Among the entries below, find the lines with the word "glyphs" and return them.

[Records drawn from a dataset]
____________
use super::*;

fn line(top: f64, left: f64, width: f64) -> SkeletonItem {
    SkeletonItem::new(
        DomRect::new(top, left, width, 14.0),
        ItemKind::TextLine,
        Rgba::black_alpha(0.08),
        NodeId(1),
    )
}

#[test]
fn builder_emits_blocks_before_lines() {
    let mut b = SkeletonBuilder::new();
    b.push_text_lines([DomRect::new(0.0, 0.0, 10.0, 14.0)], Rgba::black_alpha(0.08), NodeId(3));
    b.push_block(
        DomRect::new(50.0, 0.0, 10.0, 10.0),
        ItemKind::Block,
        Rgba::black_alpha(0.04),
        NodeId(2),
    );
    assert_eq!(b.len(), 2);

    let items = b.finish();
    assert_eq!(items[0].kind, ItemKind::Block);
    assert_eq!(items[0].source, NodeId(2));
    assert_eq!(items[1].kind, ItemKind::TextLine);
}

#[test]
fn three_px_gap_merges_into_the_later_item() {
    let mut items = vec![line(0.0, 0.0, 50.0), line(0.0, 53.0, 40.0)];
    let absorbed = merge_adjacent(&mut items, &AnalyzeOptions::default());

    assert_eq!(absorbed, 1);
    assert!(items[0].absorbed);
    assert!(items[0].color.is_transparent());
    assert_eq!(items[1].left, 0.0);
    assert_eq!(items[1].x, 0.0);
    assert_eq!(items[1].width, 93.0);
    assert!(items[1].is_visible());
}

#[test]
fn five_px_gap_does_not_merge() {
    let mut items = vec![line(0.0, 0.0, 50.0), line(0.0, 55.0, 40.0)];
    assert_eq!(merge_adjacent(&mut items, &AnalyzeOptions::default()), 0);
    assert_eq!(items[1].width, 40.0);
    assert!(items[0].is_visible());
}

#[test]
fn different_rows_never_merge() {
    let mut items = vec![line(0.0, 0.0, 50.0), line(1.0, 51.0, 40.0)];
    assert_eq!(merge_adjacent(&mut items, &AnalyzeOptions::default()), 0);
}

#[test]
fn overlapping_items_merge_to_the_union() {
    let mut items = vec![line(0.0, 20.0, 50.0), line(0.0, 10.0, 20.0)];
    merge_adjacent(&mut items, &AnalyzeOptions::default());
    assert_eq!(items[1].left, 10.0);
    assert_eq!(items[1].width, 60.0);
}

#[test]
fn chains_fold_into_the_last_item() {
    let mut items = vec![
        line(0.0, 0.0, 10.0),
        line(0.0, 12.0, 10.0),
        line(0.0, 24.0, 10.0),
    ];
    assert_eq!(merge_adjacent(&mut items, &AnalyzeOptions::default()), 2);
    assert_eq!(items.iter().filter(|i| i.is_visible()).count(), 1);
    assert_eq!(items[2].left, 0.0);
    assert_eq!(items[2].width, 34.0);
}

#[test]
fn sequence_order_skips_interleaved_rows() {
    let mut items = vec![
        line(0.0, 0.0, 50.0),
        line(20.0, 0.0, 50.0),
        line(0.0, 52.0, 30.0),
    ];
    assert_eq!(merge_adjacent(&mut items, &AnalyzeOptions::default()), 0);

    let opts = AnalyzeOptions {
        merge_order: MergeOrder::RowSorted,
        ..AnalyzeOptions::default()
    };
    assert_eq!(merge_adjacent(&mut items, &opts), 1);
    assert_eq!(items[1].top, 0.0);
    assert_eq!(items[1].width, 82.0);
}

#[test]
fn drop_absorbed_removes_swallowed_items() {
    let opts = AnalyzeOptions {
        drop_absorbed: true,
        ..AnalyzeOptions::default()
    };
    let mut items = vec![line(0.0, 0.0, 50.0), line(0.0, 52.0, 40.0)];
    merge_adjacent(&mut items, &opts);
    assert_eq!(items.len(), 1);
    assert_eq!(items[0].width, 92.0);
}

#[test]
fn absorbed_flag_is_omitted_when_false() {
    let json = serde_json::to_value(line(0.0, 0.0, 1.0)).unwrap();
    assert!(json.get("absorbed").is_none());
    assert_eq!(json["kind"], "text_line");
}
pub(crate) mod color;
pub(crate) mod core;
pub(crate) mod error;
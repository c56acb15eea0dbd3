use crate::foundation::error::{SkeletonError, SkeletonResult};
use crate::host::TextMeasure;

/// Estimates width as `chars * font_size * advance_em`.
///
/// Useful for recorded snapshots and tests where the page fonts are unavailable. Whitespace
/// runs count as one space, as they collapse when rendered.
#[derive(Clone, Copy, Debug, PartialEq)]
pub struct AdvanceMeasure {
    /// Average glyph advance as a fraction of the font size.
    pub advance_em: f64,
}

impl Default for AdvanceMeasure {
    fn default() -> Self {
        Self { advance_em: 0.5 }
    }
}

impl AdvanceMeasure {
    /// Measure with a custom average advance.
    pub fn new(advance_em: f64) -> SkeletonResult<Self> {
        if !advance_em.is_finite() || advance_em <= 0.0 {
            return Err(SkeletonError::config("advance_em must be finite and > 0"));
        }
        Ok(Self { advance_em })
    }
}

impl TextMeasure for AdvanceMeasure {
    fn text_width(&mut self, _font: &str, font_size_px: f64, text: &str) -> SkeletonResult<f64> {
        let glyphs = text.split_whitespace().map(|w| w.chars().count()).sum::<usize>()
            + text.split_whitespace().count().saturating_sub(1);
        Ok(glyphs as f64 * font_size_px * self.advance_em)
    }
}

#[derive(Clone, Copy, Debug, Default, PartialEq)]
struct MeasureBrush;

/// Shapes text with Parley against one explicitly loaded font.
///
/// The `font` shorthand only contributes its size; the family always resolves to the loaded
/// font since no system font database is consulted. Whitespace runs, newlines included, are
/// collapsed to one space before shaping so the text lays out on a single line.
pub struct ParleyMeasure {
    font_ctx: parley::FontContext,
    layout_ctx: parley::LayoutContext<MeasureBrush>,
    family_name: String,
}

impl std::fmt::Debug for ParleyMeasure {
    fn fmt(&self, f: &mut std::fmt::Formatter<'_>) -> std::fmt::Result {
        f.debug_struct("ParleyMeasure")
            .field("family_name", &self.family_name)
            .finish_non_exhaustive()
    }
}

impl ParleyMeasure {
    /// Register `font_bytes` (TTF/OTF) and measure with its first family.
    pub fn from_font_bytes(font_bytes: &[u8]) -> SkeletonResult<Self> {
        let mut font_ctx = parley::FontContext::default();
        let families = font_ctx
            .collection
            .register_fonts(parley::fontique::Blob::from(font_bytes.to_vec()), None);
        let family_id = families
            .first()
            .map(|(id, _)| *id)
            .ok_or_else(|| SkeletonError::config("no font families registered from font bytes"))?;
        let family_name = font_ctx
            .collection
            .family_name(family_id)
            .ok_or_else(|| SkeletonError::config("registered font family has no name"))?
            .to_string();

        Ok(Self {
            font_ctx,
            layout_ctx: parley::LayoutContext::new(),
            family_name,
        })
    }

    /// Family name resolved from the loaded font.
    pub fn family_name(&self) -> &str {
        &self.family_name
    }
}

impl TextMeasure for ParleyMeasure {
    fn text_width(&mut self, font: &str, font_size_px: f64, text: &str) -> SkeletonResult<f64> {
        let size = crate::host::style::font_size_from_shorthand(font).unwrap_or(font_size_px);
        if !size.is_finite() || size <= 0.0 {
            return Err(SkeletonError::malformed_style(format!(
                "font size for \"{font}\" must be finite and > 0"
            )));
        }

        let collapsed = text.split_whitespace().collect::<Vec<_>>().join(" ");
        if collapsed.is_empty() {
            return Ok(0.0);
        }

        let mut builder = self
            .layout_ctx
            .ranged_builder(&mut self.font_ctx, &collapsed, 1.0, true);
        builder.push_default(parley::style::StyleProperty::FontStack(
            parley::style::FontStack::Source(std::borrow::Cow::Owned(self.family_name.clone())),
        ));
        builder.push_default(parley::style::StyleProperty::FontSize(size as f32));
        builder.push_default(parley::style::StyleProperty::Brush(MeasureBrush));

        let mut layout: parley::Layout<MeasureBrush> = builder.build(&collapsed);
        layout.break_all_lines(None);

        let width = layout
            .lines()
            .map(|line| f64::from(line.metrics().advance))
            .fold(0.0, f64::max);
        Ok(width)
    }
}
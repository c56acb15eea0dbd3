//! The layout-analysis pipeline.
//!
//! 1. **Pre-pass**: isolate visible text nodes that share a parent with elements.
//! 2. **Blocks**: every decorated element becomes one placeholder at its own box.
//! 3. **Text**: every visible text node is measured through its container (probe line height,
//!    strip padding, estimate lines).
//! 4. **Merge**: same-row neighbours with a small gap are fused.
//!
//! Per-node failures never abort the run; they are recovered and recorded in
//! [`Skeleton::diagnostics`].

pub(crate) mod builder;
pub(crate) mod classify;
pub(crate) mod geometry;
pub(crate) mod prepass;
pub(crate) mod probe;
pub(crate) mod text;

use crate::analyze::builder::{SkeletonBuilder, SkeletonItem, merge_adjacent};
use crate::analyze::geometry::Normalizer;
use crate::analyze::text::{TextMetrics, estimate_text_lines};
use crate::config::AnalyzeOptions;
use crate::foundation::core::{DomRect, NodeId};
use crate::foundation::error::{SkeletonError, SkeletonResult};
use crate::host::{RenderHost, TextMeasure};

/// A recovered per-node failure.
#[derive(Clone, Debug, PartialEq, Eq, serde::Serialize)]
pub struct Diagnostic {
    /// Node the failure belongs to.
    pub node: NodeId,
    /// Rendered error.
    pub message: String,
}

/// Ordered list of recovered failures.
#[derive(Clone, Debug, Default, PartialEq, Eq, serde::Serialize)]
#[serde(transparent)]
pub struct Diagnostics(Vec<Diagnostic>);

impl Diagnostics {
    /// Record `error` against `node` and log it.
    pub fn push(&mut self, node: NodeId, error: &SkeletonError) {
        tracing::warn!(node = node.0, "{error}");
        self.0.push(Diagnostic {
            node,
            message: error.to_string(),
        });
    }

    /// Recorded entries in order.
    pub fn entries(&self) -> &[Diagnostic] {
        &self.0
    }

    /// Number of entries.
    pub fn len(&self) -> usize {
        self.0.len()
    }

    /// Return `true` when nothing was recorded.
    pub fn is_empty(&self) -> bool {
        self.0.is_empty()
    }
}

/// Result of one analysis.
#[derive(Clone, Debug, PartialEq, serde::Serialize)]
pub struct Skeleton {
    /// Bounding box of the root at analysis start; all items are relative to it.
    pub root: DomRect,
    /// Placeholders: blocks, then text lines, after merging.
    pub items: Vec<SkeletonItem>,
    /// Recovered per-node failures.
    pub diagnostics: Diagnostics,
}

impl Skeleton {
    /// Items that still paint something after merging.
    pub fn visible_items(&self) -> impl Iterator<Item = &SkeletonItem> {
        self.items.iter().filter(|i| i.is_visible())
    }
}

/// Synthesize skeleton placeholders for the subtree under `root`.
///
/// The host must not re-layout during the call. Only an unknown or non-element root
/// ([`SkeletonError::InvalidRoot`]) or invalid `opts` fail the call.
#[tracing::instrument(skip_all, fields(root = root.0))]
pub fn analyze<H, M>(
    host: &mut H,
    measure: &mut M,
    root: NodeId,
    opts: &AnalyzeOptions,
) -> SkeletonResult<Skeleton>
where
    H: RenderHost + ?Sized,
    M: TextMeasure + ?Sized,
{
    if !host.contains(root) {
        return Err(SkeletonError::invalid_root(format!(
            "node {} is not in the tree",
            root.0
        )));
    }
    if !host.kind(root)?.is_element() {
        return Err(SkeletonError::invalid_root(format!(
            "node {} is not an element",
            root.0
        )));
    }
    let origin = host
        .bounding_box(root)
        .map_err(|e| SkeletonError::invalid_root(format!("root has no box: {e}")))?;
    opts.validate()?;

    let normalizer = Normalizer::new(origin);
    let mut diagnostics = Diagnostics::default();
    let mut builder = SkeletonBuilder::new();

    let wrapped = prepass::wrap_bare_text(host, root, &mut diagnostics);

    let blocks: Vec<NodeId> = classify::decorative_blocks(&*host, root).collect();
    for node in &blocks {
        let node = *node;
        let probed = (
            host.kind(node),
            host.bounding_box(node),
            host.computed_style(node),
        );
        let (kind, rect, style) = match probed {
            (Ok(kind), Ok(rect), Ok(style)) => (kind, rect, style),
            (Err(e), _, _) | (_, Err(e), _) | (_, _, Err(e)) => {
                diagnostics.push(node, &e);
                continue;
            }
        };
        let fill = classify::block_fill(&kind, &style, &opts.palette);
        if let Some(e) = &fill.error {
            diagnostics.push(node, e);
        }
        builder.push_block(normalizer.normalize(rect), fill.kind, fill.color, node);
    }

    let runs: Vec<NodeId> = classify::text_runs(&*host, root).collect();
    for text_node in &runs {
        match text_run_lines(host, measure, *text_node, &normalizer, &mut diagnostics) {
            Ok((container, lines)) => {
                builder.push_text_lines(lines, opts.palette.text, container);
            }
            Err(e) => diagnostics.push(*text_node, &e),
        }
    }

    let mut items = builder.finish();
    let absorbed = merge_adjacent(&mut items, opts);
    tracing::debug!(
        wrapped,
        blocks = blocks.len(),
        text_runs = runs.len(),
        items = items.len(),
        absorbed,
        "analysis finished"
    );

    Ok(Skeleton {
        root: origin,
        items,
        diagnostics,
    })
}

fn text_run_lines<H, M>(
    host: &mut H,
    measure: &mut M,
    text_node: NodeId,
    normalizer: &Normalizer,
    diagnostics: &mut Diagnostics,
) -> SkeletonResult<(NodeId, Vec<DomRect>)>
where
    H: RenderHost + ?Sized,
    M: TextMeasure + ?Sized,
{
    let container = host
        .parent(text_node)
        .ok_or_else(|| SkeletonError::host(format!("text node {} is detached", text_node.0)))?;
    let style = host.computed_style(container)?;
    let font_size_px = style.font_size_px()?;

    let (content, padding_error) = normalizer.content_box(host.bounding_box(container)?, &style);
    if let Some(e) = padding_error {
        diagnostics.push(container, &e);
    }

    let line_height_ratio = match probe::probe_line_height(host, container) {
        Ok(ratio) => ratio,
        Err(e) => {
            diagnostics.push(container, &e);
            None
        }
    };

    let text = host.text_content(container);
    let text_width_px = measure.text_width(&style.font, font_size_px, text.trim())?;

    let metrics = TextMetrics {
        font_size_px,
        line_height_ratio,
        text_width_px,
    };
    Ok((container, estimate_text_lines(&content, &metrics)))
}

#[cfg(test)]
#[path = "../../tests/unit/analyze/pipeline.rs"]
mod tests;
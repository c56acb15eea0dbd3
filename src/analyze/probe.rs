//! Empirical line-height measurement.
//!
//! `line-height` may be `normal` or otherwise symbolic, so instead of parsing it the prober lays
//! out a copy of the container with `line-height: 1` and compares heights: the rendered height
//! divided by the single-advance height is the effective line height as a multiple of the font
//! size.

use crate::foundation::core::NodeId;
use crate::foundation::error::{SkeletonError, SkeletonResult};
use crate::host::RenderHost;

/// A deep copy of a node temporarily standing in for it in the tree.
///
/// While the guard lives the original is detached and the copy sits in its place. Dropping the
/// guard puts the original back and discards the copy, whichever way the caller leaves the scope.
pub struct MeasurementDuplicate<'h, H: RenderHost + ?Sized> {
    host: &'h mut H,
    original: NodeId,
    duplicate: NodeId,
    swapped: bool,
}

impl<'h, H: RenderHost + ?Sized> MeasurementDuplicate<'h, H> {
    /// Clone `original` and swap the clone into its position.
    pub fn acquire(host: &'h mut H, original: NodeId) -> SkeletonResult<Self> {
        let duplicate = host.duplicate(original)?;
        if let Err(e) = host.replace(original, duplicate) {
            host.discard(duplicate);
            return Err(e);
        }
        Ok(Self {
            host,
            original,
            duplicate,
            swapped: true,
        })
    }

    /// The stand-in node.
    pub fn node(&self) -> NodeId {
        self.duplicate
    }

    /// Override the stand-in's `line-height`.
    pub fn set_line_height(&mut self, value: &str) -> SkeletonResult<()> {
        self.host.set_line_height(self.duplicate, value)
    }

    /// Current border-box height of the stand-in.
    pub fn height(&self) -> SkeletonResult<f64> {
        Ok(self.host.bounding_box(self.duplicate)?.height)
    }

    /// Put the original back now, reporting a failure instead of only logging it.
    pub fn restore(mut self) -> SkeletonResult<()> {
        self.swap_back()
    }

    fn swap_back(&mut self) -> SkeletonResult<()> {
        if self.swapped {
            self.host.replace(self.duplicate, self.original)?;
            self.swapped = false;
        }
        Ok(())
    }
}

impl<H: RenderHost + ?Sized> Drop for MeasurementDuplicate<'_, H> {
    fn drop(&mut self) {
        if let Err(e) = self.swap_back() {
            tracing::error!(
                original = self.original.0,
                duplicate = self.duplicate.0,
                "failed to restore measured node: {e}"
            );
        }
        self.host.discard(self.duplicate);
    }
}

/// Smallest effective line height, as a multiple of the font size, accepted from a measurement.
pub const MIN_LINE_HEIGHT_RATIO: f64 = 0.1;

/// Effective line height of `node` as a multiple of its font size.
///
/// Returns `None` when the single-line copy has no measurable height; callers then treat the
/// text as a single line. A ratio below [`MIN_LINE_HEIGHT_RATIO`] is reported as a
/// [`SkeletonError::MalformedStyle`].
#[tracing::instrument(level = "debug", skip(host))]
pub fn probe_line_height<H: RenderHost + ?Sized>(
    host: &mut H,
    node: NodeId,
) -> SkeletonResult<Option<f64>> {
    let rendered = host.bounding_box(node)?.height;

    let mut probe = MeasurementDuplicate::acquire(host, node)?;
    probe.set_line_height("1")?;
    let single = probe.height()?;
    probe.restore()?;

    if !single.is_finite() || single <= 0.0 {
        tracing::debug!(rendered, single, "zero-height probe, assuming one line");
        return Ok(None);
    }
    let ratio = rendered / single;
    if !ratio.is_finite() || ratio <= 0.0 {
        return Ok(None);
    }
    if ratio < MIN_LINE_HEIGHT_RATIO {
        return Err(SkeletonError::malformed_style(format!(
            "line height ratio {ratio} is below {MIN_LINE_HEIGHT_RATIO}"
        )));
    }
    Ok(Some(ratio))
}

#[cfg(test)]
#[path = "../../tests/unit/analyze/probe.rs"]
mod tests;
____________
## EXPECTED ANSWER
        let glyphs = text.split_whitespace().map(|w| w.chars().count()).sum::<usize>()
        Ok(glyphs as f64 * font_size_px * self.advance_em)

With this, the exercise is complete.